■ Activity
For the listing below, return the line containing "let e = GenerateError::from(RenderError::UnclosedTag", the line containing "let e = GenerateError::from(ConfigError::MissingSelector);", and all lines in between, exactly as written and nothing else.

■ Data supplied
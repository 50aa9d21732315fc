// src/error.rs
//! Error types for the generation pipeline.
//!
//! Field resolution never fails. Only these seams report errors:
//! photo acquisition (soft, see [`ImageError`]), template selection
//! ([`ConfigError`]), rendering ([`RenderError`]) and conversion ([`ConvertError`]).

use std::path::PathBuf;
use thiserror::Error;

/// Photo acquisition failure. Never aborts normalization by itself.
#[derive(Debug, Clone, Error)]
pub enum ImageError {
    #[error("Invalid image URL '{url}': {reason}")]
    InvalidUrl { url: String, reason: String },

    #[error("Unsupported URL scheme '{scheme}' for '{url}'")]
    UnsupportedScheme { url: String, scheme: String },

    #[error("Could not download image from '{url}': HTTP {status}")]
    Download { url: String, status: u16 },

    #[error("Too many redirects (limit {limit}) while fetching '{url}'")]
    TooManyRedirects { url: String, limit: usize },

    #[error("Transport error fetching '{url}': {reason}")]
    Transport { url: String, reason: String },

    #[error("Image rejected: {0}")]
    Rejected(String),

    #[error("HTTP client setup failed: {0}")]
    Client(String),
}

#[derive(Debug, Error)]
pub enum ConfigError {
    #[error("Missing template_id and no default template is configured")]
    MissingSelector,

    #[error("Invalid template_id: \"{raw}\". Expected a positive number")]
    InvalidSelector { raw: String },

    #[error("No template mapped for template_id={id}. Known ids: {known:?}")]
    UnknownTemplate { id: u32, known: Vec<u32> },

    #[error("Template file '{file}' not found in {dir}. Available: {}", .available.join(", "))]
    TemplateFileMissing {
        file: String,
        dir: PathBuf,
        available: Vec<String>,
    },

    #[error("Failed to load template catalog '{path}': {reason}")]
    Catalog { path: PathBuf, reason: String },

    #[error("Unknown normalization profile '{0}'")]
    UnknownProfile(String),
}

#[derive(Debug, Error)]
pub enum RenderError {
    #[error("Template is not a valid document archive: {0}")]
    InvalidTemplate(String),

    #[error("Failed to process template entry '{entry}': {reason}")]
    Entry { entry: String, reason: String },

    #[error("Unclosed placeholder in '{entry}' near \"{fragment}\"")]
    UnclosedTag { entry: String, fragment: String },

    #[error("Archive error: {0}")]
    Zip(#[from] zip::result::ZipError),

    #[error("I/O error while rendering: {0}")]
    Io(#[from] std::io::Error),
}

#[derive(Debug, Error)]
pub enum ConvertError {
    #[error("Failed to start converter '{binary}': {source}")]
    Spawn {
        binary: PathBuf,
        #[source]
        source: std::io::Error,
    },

    #[error("Error converting to PDF.\nconverter: {binary}\nstderr: {stderr}\nstdout: {stdout}")]
    Failed {
        binary: PathBuf,
        stderr: String,
        stdout: String,
    },

    #[error("Converter '{binary}' did not finish within {secs}s")]
    Timeout { binary: PathBuf, secs: u64 },

    #[error("Converter did not produce the expected output: {path}")]
    MissingOutput { path: PathBuf },

    #[error("I/O error around conversion: {0}")]
    Io(#[from] std::io::Error),
}

/// Request-level failure surfaced to the caller.
#[derive(Debug, Error)]
pub enum GenerateError {
    #[error(transparent)]
    Config(#[from] ConfigError),

    #[error("Photo acquisition failed: {0}")]
    Photo(#[from] ImageError),

    #[error(transparent)]
    Render(#[from] RenderError),

    #[error(transparent)]
    Convert(#[from] ConvertError),

    #[error("I/O error: {0}")]
    Io(#[from] std::io::Error),
}

impl GenerateError {
    pub fn code(&self) -> &'static str {
        match self {
            Self::Config(_) => "TEMPLATE_CONFIG_ERROR",
            Self::Photo(_) => "PHOTO_ERROR",
            Self::Render(RenderError::UnclosedTag { .. }) => "TEMPLATE_TAG_ERROR",
            Self::Render(_) => "RENDER_ERROR",
            Self::Convert(_) => "CONVERSION_ERROR",
            Self::Io(_) => "IO_ERROR",
        }
    }

    /// Errors caused by the request itself rather than the service.
    pub fn is_client_error(&self) -> bool {
        matches!(self, Self::Config(_) | Self::Photo(_))
    }

    pub fn suggestions(&self) -> Vec<String> {
        match self {
            Self::Config(_) => vec![
                "Check the template_id value".to_string(),
                "List templates with GET /templates".to_string(),
            ],
            Self::Photo(_) => vec![
                "Send the photo as photo_base64".to_string(),
                "Make sure photo_url is publicly reachable".to_string(),
            ],
            Self::Render(_) => vec!["Run `cvpress check-template` on the template".to_string()],
            Self::Convert(_) => vec!["Verify SOFFICE_PATH points to a working office install".to_string()],
            Self::Io(_) => vec!["Try again in a few moments".to_string()],
        }
    }
}

#[cfg(test)]
mod tests {
    use super::*;

    #[test]
    fn test_download_error_carries_status() {
        let e = ImageError::Download {
            url: "https://example.com/a.png".into(),
            status: 404,
        };
        assert!(e.to_string().contains("HTTP 404"));
    }

    #[test]
    fn test_template_missing_lists_available() {
        let e = ConfigError::TemplateFileMissing {
            file: "x.pptx".into(),
            dir: PathBuf::from("templates"),
            available: vec!["a.pptx".into(), "b.pptx".into()],
        };
        assert!(e.to_string().contains("a.pptx, b.pptx"));
    }

    #[test]
    fn test_error_codes() {
        let e = GenerateError::from(RenderError::UnclosedTag {
            entry: "ppt/slides/slide1.xml".into(),
            fragment: "{{name".into(),
        });
        assert_eq!(e.code(), "TEMPLATE_TAG_ERROR");
        assert!(!e.is_client_error());

        let e = GenerateError::from(ConfigError::MissingSelector);
        assert_eq!(e.code(), "TEMPLATE_CONFIG_ERROR");
        assert!(e.is_client_error());
    }
}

■ Exercise output
        let e = GenerateError::from(RenderError::UnclosedTag {
            entry: "ppt/slides/slide1.xml".into(),
            fragment: "{{name".into(),
        });
        assert_eq!(e.code(), "TEMPLATE_TAG_ERROR");
        assert!(!e.is_client_error());

        let e = GenerateError::from(ConfigError::MissingSelector);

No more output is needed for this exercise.